▶ **Exercise prompt**:
Scan the records for the word "None". Copy each line that includes it.

▶ **Material for this exercise**:
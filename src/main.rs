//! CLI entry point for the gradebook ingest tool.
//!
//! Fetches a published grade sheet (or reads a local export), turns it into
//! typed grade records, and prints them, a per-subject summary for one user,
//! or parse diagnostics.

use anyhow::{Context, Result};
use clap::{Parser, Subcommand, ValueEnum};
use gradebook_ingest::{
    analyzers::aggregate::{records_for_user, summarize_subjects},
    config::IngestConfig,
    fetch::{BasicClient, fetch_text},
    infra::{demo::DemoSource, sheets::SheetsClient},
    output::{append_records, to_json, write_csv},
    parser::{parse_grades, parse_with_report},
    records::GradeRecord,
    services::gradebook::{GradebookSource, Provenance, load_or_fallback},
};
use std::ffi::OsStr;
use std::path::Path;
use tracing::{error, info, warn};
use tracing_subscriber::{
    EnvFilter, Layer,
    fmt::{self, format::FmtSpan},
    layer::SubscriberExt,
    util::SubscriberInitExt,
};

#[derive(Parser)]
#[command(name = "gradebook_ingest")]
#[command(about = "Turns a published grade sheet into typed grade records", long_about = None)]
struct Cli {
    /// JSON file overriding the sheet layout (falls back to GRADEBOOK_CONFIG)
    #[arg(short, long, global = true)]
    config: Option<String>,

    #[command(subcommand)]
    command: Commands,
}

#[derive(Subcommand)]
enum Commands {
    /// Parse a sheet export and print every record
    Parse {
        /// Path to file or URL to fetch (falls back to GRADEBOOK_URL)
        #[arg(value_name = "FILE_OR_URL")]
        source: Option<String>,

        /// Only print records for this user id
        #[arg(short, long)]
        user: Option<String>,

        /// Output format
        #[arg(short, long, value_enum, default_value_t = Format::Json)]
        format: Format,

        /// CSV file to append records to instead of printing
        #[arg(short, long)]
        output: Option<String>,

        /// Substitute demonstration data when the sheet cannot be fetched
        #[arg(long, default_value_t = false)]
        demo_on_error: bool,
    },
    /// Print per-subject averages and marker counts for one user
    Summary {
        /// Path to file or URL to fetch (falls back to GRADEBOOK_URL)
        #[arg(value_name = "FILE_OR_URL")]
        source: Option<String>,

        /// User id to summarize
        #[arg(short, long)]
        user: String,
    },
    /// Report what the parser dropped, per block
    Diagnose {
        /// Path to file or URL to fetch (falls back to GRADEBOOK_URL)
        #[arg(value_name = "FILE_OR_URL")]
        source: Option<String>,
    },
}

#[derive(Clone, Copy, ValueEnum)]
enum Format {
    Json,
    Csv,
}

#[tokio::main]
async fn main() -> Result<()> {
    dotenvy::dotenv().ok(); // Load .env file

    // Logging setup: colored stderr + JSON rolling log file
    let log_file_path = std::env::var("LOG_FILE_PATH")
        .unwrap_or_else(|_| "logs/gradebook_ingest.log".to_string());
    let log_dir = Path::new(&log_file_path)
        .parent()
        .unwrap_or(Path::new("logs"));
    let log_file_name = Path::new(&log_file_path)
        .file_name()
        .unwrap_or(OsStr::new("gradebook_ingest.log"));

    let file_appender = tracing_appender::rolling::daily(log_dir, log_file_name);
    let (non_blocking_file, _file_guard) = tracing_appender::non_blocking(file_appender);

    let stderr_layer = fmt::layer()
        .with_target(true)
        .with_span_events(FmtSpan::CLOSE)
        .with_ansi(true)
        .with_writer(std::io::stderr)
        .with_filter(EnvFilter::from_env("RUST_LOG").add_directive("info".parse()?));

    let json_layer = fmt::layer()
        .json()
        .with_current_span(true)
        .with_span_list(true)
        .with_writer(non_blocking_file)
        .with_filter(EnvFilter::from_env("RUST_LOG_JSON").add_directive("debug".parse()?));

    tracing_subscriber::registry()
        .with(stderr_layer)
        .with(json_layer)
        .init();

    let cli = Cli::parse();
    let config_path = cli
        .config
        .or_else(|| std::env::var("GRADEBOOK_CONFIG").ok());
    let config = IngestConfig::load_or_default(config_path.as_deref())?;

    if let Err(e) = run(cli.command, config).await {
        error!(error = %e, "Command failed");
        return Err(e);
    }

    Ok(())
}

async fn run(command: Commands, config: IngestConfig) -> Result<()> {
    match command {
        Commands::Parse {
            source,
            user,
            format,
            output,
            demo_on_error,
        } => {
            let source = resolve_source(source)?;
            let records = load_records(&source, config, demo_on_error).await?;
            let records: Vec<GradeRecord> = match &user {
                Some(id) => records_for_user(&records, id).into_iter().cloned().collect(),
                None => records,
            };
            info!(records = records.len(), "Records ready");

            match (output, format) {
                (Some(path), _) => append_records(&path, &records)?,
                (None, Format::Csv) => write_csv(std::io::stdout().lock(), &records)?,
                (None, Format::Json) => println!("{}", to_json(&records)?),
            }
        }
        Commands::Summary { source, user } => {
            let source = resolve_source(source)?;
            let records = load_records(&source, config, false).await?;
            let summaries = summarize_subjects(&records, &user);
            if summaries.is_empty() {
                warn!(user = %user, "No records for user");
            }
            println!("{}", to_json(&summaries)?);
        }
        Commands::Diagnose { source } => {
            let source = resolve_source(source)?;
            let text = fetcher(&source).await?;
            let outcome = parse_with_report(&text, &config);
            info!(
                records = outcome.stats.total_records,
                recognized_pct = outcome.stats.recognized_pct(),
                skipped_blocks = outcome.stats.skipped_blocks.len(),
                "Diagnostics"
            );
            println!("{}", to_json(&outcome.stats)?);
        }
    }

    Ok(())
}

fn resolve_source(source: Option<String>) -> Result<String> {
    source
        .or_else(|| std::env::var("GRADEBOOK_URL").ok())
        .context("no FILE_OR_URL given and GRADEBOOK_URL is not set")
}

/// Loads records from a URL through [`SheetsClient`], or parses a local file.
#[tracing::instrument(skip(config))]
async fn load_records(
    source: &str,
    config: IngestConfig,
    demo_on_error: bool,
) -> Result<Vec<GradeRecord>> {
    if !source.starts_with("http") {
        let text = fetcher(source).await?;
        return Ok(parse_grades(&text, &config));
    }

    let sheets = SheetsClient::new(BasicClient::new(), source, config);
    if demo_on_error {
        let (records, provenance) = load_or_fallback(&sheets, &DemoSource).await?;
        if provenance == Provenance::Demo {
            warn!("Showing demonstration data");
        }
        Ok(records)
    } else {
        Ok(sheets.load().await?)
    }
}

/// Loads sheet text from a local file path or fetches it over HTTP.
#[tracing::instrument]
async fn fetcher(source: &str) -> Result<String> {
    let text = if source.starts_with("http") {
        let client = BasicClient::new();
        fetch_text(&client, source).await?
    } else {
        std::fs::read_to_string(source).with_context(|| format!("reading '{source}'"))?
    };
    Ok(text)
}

▶ **Exercise output**:
#[command(about = "Turns a published grade sheet into typed grade records", long_about = None)]
                None => records,
                (None, Format::Csv) => write_csv(std::io::stdout().lock(), &records)?,
                (None, Format::Json) => println!("{}", to_json(&records)?),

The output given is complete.